Микрозонд внутритканевой радиометрии для измерения яркости in situ в живой ткани
Summary
В данной работе описан метод измерения яркости in situ в живой ткани. Эта работа включает в себя детали конструкции микромасштабных зондов для различных измерений яркости и освещенности, дает рекомендации по монтажу ткани для характеристики яркости и описывает вычислительные методы анализа полученных данных.
Abstract
Организмы кажутся непрозрачными в основном потому, что их внешние слои тканей сильно рассеиваются на падающий свет; Сильно поглощающие пигменты, такие как кровь, обычно имеют узкое поглощение, так что средний свободный путь света за пределами пиков поглощения может быть довольно длинным. Поскольку люди не могут видеть сквозь ткани, они обычно воображают, что такие ткани, как мозг, жир и кости, содержат мало света или вообще не содержат его. Однако фоточувствительные белки опсина экспрессируются во многих из этих тканей, и их функции плохо изучены. Внутреннее сияние ткани также важно для понимания фотосинтеза. Например, гигантские моллюски сильно поглощают, но сохраняют плотную популяцию водорослей глубоко в тканях. Распространение света через такие системы, как отложения и биопленки, может быть сложным, и эти сообщества могут вносить основной вклад в продуктивность экосистем. Поэтому был разработан метод построения оптических микрозондов для измерения скалярного излучения (поток фотонов, пересекающий точку) и нисходящего излучения (поток фотонов, пересекающий плоскость перпендикулярно), чтобы лучше понять эти явления внутри живой ткани. Этот метод также поддается лечению в полевых лабораториях. Эти микрозонды изготовлены из нагретых оптических волокон, которые затем закрепляются в стеклянных пипетках. Чтобы изменить угловую приемку зонда, сфера размером 10-100 мкм из УФ-отверждаемой эпоксидной смолы, смешанной с диоксидом титана, затем прикрепляется к концу вытянутого обрезанного волокна. Зонд вводится в живую ткань, а его положение контролируется с помощью микроманипулятора. Эти зонды способны измерять излучение тканей in situ с пространственным разрешением 10-100 мкм или в масштабе отдельных клеток. Эти зонды были использованы для характеристики света, достигающего жировых и мозговых клеток на 4 мм ниже кожи живой мыши, и для характеристики света, достигающего аналогичных глубин в живой ткани гигантского моллюска, богатой водорослями.
Introduction
Удивительно, но наземные животные и мелководные обитатели океана имеют достаточно света в своем теле для визуальной физиологии и даже фотосинтеза. Например, уровни освещенности в центре головы мыши (за пределами сильных полос поглощения гемоглобина) ослабляются на три-четыре порядка относительно внешнего мира. Это примерно разница между уровнями освещенности в помещении и на улице. Таким образом, непрозрачность ткани или материала из-за сильного рассеяния — это не то же самое, что непрозрачность из-за сильного поглощения света. Свет может продолжать распространяться на большие расстояния в системе с сильным прямым рассеянием, подобно свету, распространяющемуся через водные системы с высокой концентрацией клеток и частиц1. Это наблюдение особенно заметно в свете того факта, что белки опсина почти повсеместно экспрессируются во всех тканях всех животных. Таким образом, важно понять, как и где свет ослабляется и рассеивается в живой ткани. Однако, в отличие от водных систем, с живой тканью невозможно погрузить прибор в толщу воды и получить измерения яркости и освещенности, и необходима новая техника.

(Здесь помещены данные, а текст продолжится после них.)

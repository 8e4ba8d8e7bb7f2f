use actix_web::{get, web, Responder};
use tracing::error;

use crate::modules::project::application::ports::incoming::use_cases::GetSingleProjectError;
use crate::shared::api::{parse_object_id, ApiResponse};
use crate::AppState;

#[utoipa::path(
    get,
    path = "/api/projects/{id}",
    tag = "projects",
    params(("id" = String, Path, description = "Project id")),
    responses(
        (status = 200, description = "Project", body = crate::api::schemas::Envelope),
        (status = 400, description = "Missing or malformed id", body = crate::api::schemas::Envelope),
        (status = 404, description = "Project not found", body = crate::api::schemas::Envelope),
    )
)]
#[get("/api/projects/{id}")]
pub async fn get_single_project_handler(
    path: web::Path<String>,
    data: web::Data<AppState>,
) -> impl Responder {
    let project_id = match parse_object_id(&path, "Project") {
        Ok(id) => id,
        Err(resp) => return resp,
    };

    match data.project.get_single.execute(project_id).await {
        Ok(project) => ApiResponse::success("Project retrieved successfully", project),

        Err(GetSingleProjectError::NotFound) => ApiResponse::not_found("Project not found"),

        Err(GetSingleProjectError::QueryError(e)) => {
            error!("Failed to fetch project {}: {}", project_id, e);
            ApiResponse::internal_error("Failed to fetch project")
        }
    }
}
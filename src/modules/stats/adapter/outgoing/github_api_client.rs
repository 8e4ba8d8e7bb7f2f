use async_trait::async_trait;
use reqwest::{Client, IntoUrl, RequestBuilder, Url};
use serde::Deserialize;
use serde_json::Value;

use super::http::{relay_json, send_json};
use crate::config::GithubSettings;
use crate::modules::stats::application::domain::entities::Repository;
use crate::modules::stats::application::ports::outgoing::{
    CodeHostApi, ExternalApiError, LanguageBytes,
};

const PAGE_SIZE: &str = "100";

#[derive(Deserialize)]
struct CommitEntry {
    commit: CommitDetail,
}

#[derive(Deserialize)]
struct CommitDetail {
    author: Option<CommitAuthor>,
}

#[derive(Deserialize)]
struct CommitAuthor {
    date: Option<String>,
}

/// REST client for one code-hosting account.
#[derive(Clone)]
pub struct GithubApiClient {
    client: Client,
    api_url: String,
    username: String,
    token: String,
    commits_since: String,
}

impl GithubApiClient {
    pub fn new(client: Client, settings: &GithubSettings) -> Self {
        Self {
            client,
            api_url: settings.api_url.trim_end_matches('/').to_string(),
            username: settings.username.clone(),
            token: settings.token.clone(),
            commits_since: settings.commits_since.clone(),
        }
    }

    fn url_with(&self, path: &str, params: &[(&str, &str)]) -> Result<Url, ExternalApiError> {
        Url::parse_with_params(&format!("{}{}", self.api_url, path), params)
            .map_err(|e| ExternalApiError::Transport(e.to_string()))
    }

    fn get<U: IntoUrl>(&self, url: U) -> RequestBuilder {
        let request = self
            .client
            .get(url)
            .header("Accept", "application/vnd.github+json");

        if self.token.is_empty() {
            request
        } else {
            request.bearer_auth(&self.token)
        }
    }
}

#[async_trait]
impl CodeHostApi for GithubApiClient {
    async fn profile(&self) -> Result<Value, ExternalApiError> {
        let url = format!("{}/users/{}", self.api_url, self.username);
        relay_json(self.get(&url)).await
    }

    async fn list_repositories(&self) -> Result<Vec<Repository>, ExternalApiError> {
        let url = self.url_with(
            &format!("/users/{}/repos", self.username),
            &[("per_page", PAGE_SIZE)],
        )?;
        send_json(self.get(url)).await
    }

    async fn commit_dates(&self, repository: &str) -> Result<Vec<String>, ExternalApiError> {
        let url = self.url_with(
            &format!("/repos/{}/{}/commits", self.username, repository),
            &[("since", self.commits_since.as_str()), ("per_page", PAGE_SIZE)],
        )?;

        let entries: Vec<CommitEntry> = send_json(self.get(url)).await?;

        Ok(entries
            .into_iter()
            .filter_map(|entry| entry.commit.author.and_then(|author| author.date))
            .collect())
    }

    async fn languages(&self, languages_url: &str) -> Result<LanguageBytes, ExternalApiError> {
        send_json(self.get(languages_url)).await
    }
}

Другие методы, ранее использовавшиеся для характеристики поглощающих и рассеивающих свойств живой ткани, включают измерение отражательной способности ткани и/или интегрирующие сферы2,3, микроскопические методы, такие как сканирующая конфокальная микроскопия4, измерение диффузии лазерного света на поверхности5 и методы моделирования, такие как переносизлучения Монте-Карло 6. Упомянутые экспериментальные методы часто требуют специфического, большого и дорогостоящего оборудования или подробных знаний о структуре ткани и, как правило, ограничены в своей способности характеризовать пространственную структуру света глубоко внутри ткани.
Существуют также аналогичные методы, основанные на зондах, которые используют иглу для подкожных инъекций для введения оптического волокна через ткань 7,8,9. По нашему опыту, модифицированные иглы эффективны при прокалывании тканей, но требуют значительного усилия и, как правило, разрывают нежные ткани при прохождении через плотно упакованные клетки. Поэтому эти иглы обычно требуют хирургической процедуры, чтобы вставить более миллиметра или около того в слой ткани. Описанный здесь способ с использованием смазанной, натянутой стеклянной опоры способен скользить между клетками с минимальным ранением тканей и без дополнительного хирургического вмешательства.
В этой рукописи представлен метод, вдохновленный работой Йоргенсона и его коллег по измерению света в водорослевых матах10,11 с использованием оптических микрозондов на основе стекла и портативной электроники, которые поддаются глубокому исследованию плотных тканей, а также созданию и использованию в полевых условиях. Эти зонды могут быть сконструированы для характеристики скалярного излучения (свет, падающий на точку со всех сторон) и нисходящего излучения (свет, пересекающий горизонтальную плоскость) внутри живой ткани с высоким пространственным разрешением. Эти зонды были первоначально разработаны для измерения переноса излучения в ткани фотосимбиотических гигантских моллюсков12. Стандартных измерений поглощения и пропускания всей ткани было недостаточно для характеристики фотосинтетических характеристик ткани, поскольку имеет большое значение, поглощается ли весь падающий свет несколькими клетками, испытывающими высокую интенсивность на поверхности ткани, или многими клетками, испытывающими низкую интенсивность по всему объему ткани. Во втором проекте эти зонды использовались для измерения излучения in vivo в мозге мыши13,14, тем самым характеризуя световую среду опсинов, экспрессируемых глубоко в мозге. Эти микрозонды одновременно малы и достаточно чувствительны, чтобы измерить излучение в ткани мозга мыши со всем неповрежденным мехом, кожей и костями и продемонстрировать, что физиологические уровни освещенности достаточно высоки, чтобы стимулировать опсины глубокого мозга.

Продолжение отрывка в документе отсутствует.